Le dernier investissement de $166 million porte ce chiffre au‑delà de $3.2 billion.

Des sources familières avec le financement ont également indiqué que HiBob prévoit d’utiliser ce nouveau capital en partie pour des acquisitions et l’expansion supplémentaire de la plateforme, ce qui suggère que l’entreprise pourrait continuer à s’étendre au‑delà de ses racines RH traditionnelles.

L’IA pourrait redéfinir la gestion de la main‑d’œuvre

L’implication plus large de la stratégie IA de HiBob est que les logiciels RH pourraient éventuellement gérer plus que des employés humains. À mesure que les agents d’IA assument la recherche, le support, le codage, l’analyse et le travail administratif, les entreprises devront suivre comment les tâches sont réparties entre les personnes et les logiciels, quels sont leurs coûts respectifs et où se situe la responsabilité.

Cela pourrait transformer les plateformes de main‑d’œuvre en couches de contrôle pour des équipes hybrides composées d’humains et d’agents IA, combinant les données sur les rôles, les compétences, la rémunération, les autorisations et la performance. Cela pourrait également engendrer de nouveaux risques liés à la surveillance des employés, aux jugements de performance automatisés et à l’accès à des données sensibles sur la main‑d’œuvre.

Si cette tendance se poursuit, les systèmes RH pourraient évoluer d’outils de gestion des effectifs à des plateformes de gestion de l’ensemble du pool de main‑d’œuvre humaine et machine d’une organisation.

Antoine est un leader visionnaire et associé fondateur d'Unite.AI, animé par une passion inébranlable pour façonner et promouvoir l'avenir de l'IA et de la robotique.
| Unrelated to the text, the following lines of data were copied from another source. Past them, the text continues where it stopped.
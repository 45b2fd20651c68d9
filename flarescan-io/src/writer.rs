//! Output folder layout and file writers.

use crate::{Error, Result};
use flarescan_core::{Instrument, Source};
use log::info;
use ndarray::Array2;
use serde::{Deserialize, Serialize};
use std::fs::{self, File};
use std::io::{BufWriter, Write};
use std::path::{Path, PathBuf};

/// Magic bytes opening a variability dump.
pub const VARIABILITY_MAGIC: &[u8; 8] = b"FSVAR001";

/// Variability dump of the sky-frame image.
pub const VARIABILITY_FILE: &str = "variability.bin";
/// Variability dump of the assembled tile mosaic, reloaded by reruns.
pub const MOSAIC_FILE: &str = "variability_mosaic.bin";
/// Source list file name.
pub const SOURCES_FILE: &str = "variable_sources.reg";
/// Catalogue cross-match file name.
pub const BEST_MATCH_FILE: &str = "best_match.txt";
/// Sky-frame image file name.
pub const IMAGE_FILE: &str = "variability_image.fsi";

const SOURCES_LEGEND: &str = "# id;tile;raw_x;raw_y;radius;count";
const BEST_MATCH_LEGEND: &str = "# id;catalogue;name;ra;dec;separation_arcsec";

/// The folder receiving the outputs of one run.
#[derive(Debug, Clone, PartialEq, Eq)]
pub struct OutputFolder {
    root: PathBuf,
}

impl OutputFolder {
    /// Creates the folder (and its parents) if needed.
    ///
    /// # Errors
    /// Returns an error if the folder cannot be created.
    pub fn create<P: AsRef<Path>>(root: P) -> Result<Self> {
        fs::create_dir_all(root.as_ref())?;
        Ok(Self {
            root: root.as_ref().to_path_buf(),
        })
    }

    /// Folder path.
    #[must_use]
    pub fn root(&self) -> &Path {
        &self.root
    }

    /// Path of the variability dump.
    #[must_use]
    pub fn variability(&self) -> PathBuf {
        self.root.join(VARIABILITY_FILE)
    }

    /// Path of the mosaic dump.
    #[must_use]
    pub fn mosaic(&self) -> PathBuf {
        self.root.join(MOSAIC_FILE)
    }

    /// Path of the source list.
    #[must_use]
    pub fn sources(&self) -> PathBuf {
        self.root.join(SOURCES_FILE)
    }

    /// Path of the cross-match file.
    #[must_use]
    pub fn best_match(&self) -> PathBuf {
        self.root.join(BEST_MATCH_FILE)
    }

    /// Path of the sky-frame image.
    #[must_use]
    pub fn image(&self) -> PathBuf {
        self.root.join(IMAGE_FILE)
    }
}

/// Run parameters stored in front of the sky-frame image.
#[derive(Debug, Clone, PartialEq, Serialize, Deserialize)]
pub struct ImageHeader {
    /// Who ran the detector.
    pub creator: String,
    /// UTC creation time, `YYYY-MM-DD HH:MM:SS`.
    pub date: String,
    /// Observation identifier.
    pub obs_id: Option<String>,
    /// Camera.
    pub instrument: Instrument,
    /// Window width (seconds).
    pub time_window: f64,
    /// Good-time ratio threshold.
    pub good_time_ratio: f64,
    /// Detection level.
    pub detection_level: f64,
    /// Box side (pixels).
    pub box_size: usize,
    /// Raster shape `[rows, cols]`, filled in when writing.
    #[serde(default)]
    pub shape: [usize; 2],
    /// Detected sources.
    #[serde(default)]
    pub sources: Vec<Source>,
}

fn write_raster<W: Write>(writer: &mut W, raster: &Array2<f64>) -> Result<()> {
    for value in raster {
        writer.write_all(&value.to_le_bytes())?;
    }
    Ok(())
}

fn dimension(value: usize, what: &str) -> Result<u32> {
    u32::try_from(value)
        .map_err(|_| Error::InvalidFormat(format!("{what} {value} does not fit in 32 bits")))
}

/// Writes a raster as `FSVAR001`, rows and columns (u32 LE) and the
/// row-major f64 LE values.
///
/// # Errors
/// Returns an error if the file cannot be written.
pub fn write_variability<P: AsRef<Path>>(path: P, raster: &Array2<f64>) -> Result<()> {
    let (rows, cols) = raster.dim();
    let mut writer = BufWriter::new(File::create(path.as_ref())?);
    writer.write_all(VARIABILITY_MAGIC)?;
    writer.write_all(&dimension(rows, "row count")?.to_le_bytes())?;
    writer.write_all(&dimension(cols, "column count")?.to_le_bytes())?;
    write_raster(&mut writer, raster)?;
    writer.flush()?;
    info!(
        "Wrote {rows}x{cols} variability raster to {}",
        path.as_ref().display()
    );
    Ok(())
}

/// Writes the source list, one `id;tile;raw_x;raw_y;radius;count` line per
/// source after a legend line.
///
/// # Errors
/// Returns an error if the file cannot be written.
pub fn write_sources<P: AsRef<Path>>(path: P, sources: &[Source]) -> Result<()> {
    let mut writer = BufWriter::new(File::create(path.as_ref())?);
    writeln!(writer, "{SOURCES_LEGEND}")?;
    for s in sources {
        writeln!(
            writer,
            "{};{};{};{};{};{}",
            s.id, s.tile_id, s.raw_x, s.raw_y, s.radius_raw, s.photon_count
        )?;
    }
    writer.flush()?;
    Ok(())
}

/// Writes the cross-match file. Only the legend is written; matching
/// against catalogues happens downstream.
///
/// # Errors
/// Returns an error if the file cannot be written.
pub fn write_best_match<P: AsRef<Path>>(path: P) -> Result<()> {
    let mut writer = BufWriter::new(File::create(path.as_ref())?);
    writeln!(writer, "{BEST_MATCH_LEGEND}")?;
    writer.flush()?;
    Ok(())
}

/// Writes the sky-frame image: the JSON header on the first line, then the
/// raster as row-major f64 LE values.
///
/// # Errors
/// Returns an error if the header cannot be encoded or the file cannot be
/// written.
pub fn write_image<P: AsRef<Path>>(
    path: P,
    header: &ImageHeader,
    image: &Array2<f64>,
) -> Result<()> {
    let (rows, cols) = image.dim();
    let header = ImageHeader {
        shape: [rows, cols],
        ..header.clone()
    };
    let mut writer = BufWriter::new(File::create(path.as_ref())?);
    serde_json::to_writer(&mut writer, &header)?;
    writer.write_all(b"\n")?;
    write_raster(&mut writer, image)?;
    writer.flush()?;
    info!(
        "Wrote {rows}x{cols} image with {} sources to {}",
        header.sources.len(),
        path.as_ref().display()
    );
    Ok(())
}

#[cfg(test)]
mod tests {
    use super::*;
    use flarescan_core::CandidateRegion;
    use tempfile::{tempdir, NamedTempFile};

    fn source() -> Source {
        Source::from_region(
            1,
            &CandidateRegion {
                tile_id: 5,
                centroid_raw_x: 32.0,
                centroid_raw_y: 92.0,
                pixel_radius: 1.5,
                peak_count: 900.0,
                area: 9,
            },
        )
    }

    #[test]
    fn test_output_folder_layout() {
        let dir = tempdir().unwrap();
        let out = OutputFolder::create(dir.path().join("10_100_3_1_PN")).unwrap();
        assert!(out.root().is_dir());
        assert_eq!(out.sources().file_name().unwrap(), SOURCES_FILE);
        assert_ne!(out.mosaic(), out.variability());
        assert!(out.image().starts_with(out.root()));
    }

    #[test]
    fn test_variability_layout() {
        let file = NamedTempFile::new().unwrap();
        let raster = Array2::from_shape_vec((2, 3), vec![0.0, 1.0, 2.0, 3.0, 4.0, 5.5]).unwrap();
        write_variability(file.path(), &raster).unwrap();

        let data = std::fs::read(file.path()).unwrap();
        assert_eq!(data.len(), 8 + 4 + 4 + 6 * 8);
        assert_eq!(&data[..8], VARIABILITY_MAGIC);
        assert_eq!(u32::from_le_bytes(data[8..12].try_into().unwrap()), 2);
        assert_eq!(u32::from_le_bytes(data[12..16].try_into().unwrap()), 3);
        let last = f64::from_le_bytes(data[data.len() - 8..].try_into().unwrap());
        assert!((last - 5.5).abs() < f64::EPSILON);
    }

    #[test]
    fn test_write_sources() {
        let file = NamedTempFile::new().unwrap();
        write_sources(file.path(), &[source()]).unwrap();

        let content = std::fs::read_to_string(file.path()).unwrap();
        let lines: Vec<_> = content.lines().collect();
        assert_eq!(lines.len(), 2);
        assert!(lines[0].starts_with('#'));
        assert_eq!(lines[1], "1;5;32;92;1.5;900");
    }

    #[test]
    fn test_best_match_is_legend_only() {
        let file = NamedTempFile::new().unwrap();
        write_best_match(file.path()).unwrap();
        let content = std::fs::read_to_string(file.path()).unwrap();
        assert_eq!(content.lines().count(), 1);
        assert!(content.starts_with('#'));
    }
}
//! Error types for the detection pipeline.

use thiserror::Error;

/// Result type for pipeline operations.
pub type Result<T> = std::result::Result<T, Error>;

/// Errors raised while running the detection pipeline.
#[derive(Error, Debug)]
pub enum Error {
    /// Core data model error (configuration, header, tile layout).
    #[error(transparent)]
    Core(#[from] flarescan_core::Error),

    /// Camera geometry error (mosaic or sky transform).
    #[error(transparent)]
    Epic(#[from] flarescan_epic::Error),

    /// The worker pool could not be created.
    #[error("failed to build worker pool: {0}")]
    ThreadPool(#[from] rayon::ThreadPoolBuildError),

    /// Event or dead-time data refers to a tile the instrument does not have.
    #[error("tile {tile} is out of range for {instrument} ({count} tiles)")]
    TileOutOfRange {
        /// Offending tile index.
        tile: usize,
        /// Camera the run was configured for.
        instrument: flarescan_core::Instrument,
        /// Number of tiles the camera has.
        count: usize,
    },
}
Un entrepreneur en série, il croit que l'IA sera aussi perturbatrice pour la société que l'électricité, et se fait souvent prendre en train de vanter le potentiel des technologies perturbatrices et de l'AGI.

En tant que futuriste, il se consacre à explorer comment ces innovations vont façonner notre monde. En outre, il est le fondateur de Securities.io, une plateforme axée sur l'investissement dans les technologies de pointe qui redéfinissent l'avenir et remodelent des secteurs entiers.